Ms. Korth choked back tears.

“This kid is such an inspiration,” she said to eavesdropping reporters.


 

This was all part of the College Football Playoff Foundation’s “Extra Yards for Teachers,” a program celebrating the impact high school teachers have on student-athletes at schools not named North Carolina. Similar meetings were taking place at Bishop Gorman and Palo Verde High between football Rebels and the teachers who had inspired them.

One of the UNLV sports information guys said Tim Hough actually had a pretty good game at Central Michigan, Chippewas quarterback Cooper Rush’s six touchdown passes in a 44-21 rout of the Rebels notwithstanding.

But were it not for Ms. Korth, there’s a good chance he never sets foot on the field at Kelly/Shorts Stadium.

It’s about a 2 1/2-hour drive down Interstate 96 from Mount Pleasant, which has been described as tranquil; to Detroit, which has never been described as tranquil. Before he transferred to Desert Pines, Tim Hough attended Redford High School in Detroit.

His grades, like the Rebels’ secondary at CMU, were not terribly impressive.

The Desert Pines coaches came to Kristine Korth and said the new kid in town was a pretty good football player, perhaps good enough to earn a scholarship, if he had the grades. Ms. Korth and Tim Hough worked together; when Ms. Korth made a mistake and posted the wrong grade alongside Tim’s name on a grid she kept, Tim would tell her about it.

When Hough enrolled at Desert Pines before his junior year, his grade-point average was 1.8. When he graduated it was 3.0 in the core classes. He’s still getting good grades as a UNLV sophomore.

“I didn’t have the best grades when I transferred here but she helped me get it right,” he said.

“Tim, from the minute I met him, I knew he was special,” Ms. Korth said. “I mapped out what he needed to do; it was a lot. And he was like, on a mission. It was ‘No more C’s, Tim, it’s got to be as many A’s and B’s as you can get.’ And he did it.”

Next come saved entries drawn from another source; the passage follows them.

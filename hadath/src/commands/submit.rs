use anyhow::bail;
use chrono::NaiveDate;
use clap::Args;
use hadath_config::Config;
use hadath_core_contact_impl::presenter::{
    ContactFormPresenter, ContactFormPresenterConfig, SubmitOutcome,
};
use hadath_di::Provide;
use hadath_models::{
    contact::ContactField, country::Country, event_type::EventType, language::Language,
};

use super::resolve_language;
use crate::environment::{types::ContactFeature, Provider};

#[derive(Debug, Args)]
pub struct SubmitCommand {
    /// Full name of the sender
    #[arg(long)]
    name: String,
    /// Email address of the sender
    #[arg(long)]
    email: String,
    /// Country of the phone number, as iso code (`IQ`) or calling code (`+964`)
    #[arg(long, default_value = "IQ")]
    country: Country,
    /// National phone number
    #[arg(long, default_value = "")]
    phone: String,
    /// conference, corporate, cultural, exhibition or other
    #[arg(long)]
    event_type: Option<EventType>,
    /// Preferred date of the event (YYYY-MM-DD)
    #[arg(long)]
    date: Option<NaiveDate>,
    /// Language of the printed messages, defaults to the stored preference
    #[arg(long)]
    lang: Option<Language>,
    /// The message
    message: String,
}

impl SubmitCommand {
    pub async fn invoke(self, config: Config) -> anyhow::Result<()> {
        let mut provider = Provider::new(&config)?;
        let language = resolve_language(&mut provider, self.lang).await?;

        let contact: ContactFeature = provider.provide();
        let mut presenter = ContactFormPresenter::new(
            contact,
            ContactFormPresenterConfig {
                dismiss_after: config.contact.status_dismiss_after.into(),
            },
        );

        presenter.set_name(self.name);
        presenter.set_email(self.email);
        presenter.set_country(self.country);
        presenter.set_phone(self.phone);
        presenter.set_event_type(self.event_type);
        presenter.set_event_date(self.date);
        presenter.set_message(self.message);

        let outcome = presenter.submit().await;

        if let Some(banner) = presenter.status().banner(language) {
            println!("{banner}");
        }

        match outcome {
            SubmitOutcome::Sent => Ok(()),
            SubmitOutcome::Failed => bail!("Failed to submit the contact form"),
            SubmitOutcome::Invalid => {
                for (field, message) in presenter.errors().localize(language) {
                    eprintln!("{}: {message}", field_name(field));
                }
                bail!("The contact form is invalid")
            }
        }
    }
}

fn field_name(field: ContactField) -> &'static str {
    match field {
        ContactField::Name => "--name",
        ContactField::Email => "--email",
        ContactField::Phone => "--phone",
        ContactField::EventType => "--event-type",
        ContactField::EventDate => "--date",
        ContactField::Message => "message",
    }
}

Tim Hough and Kristine Korth were still chatting when the eavesdropping reporters left. Out in the commons, Desert Pines students were making their way back to class, where it’s still possible to turn a lousy GPA into a college scholarship, if you are willing to seek out your guidance counselor, and work at what she tells you, and take pride in where you stand on her depth chart.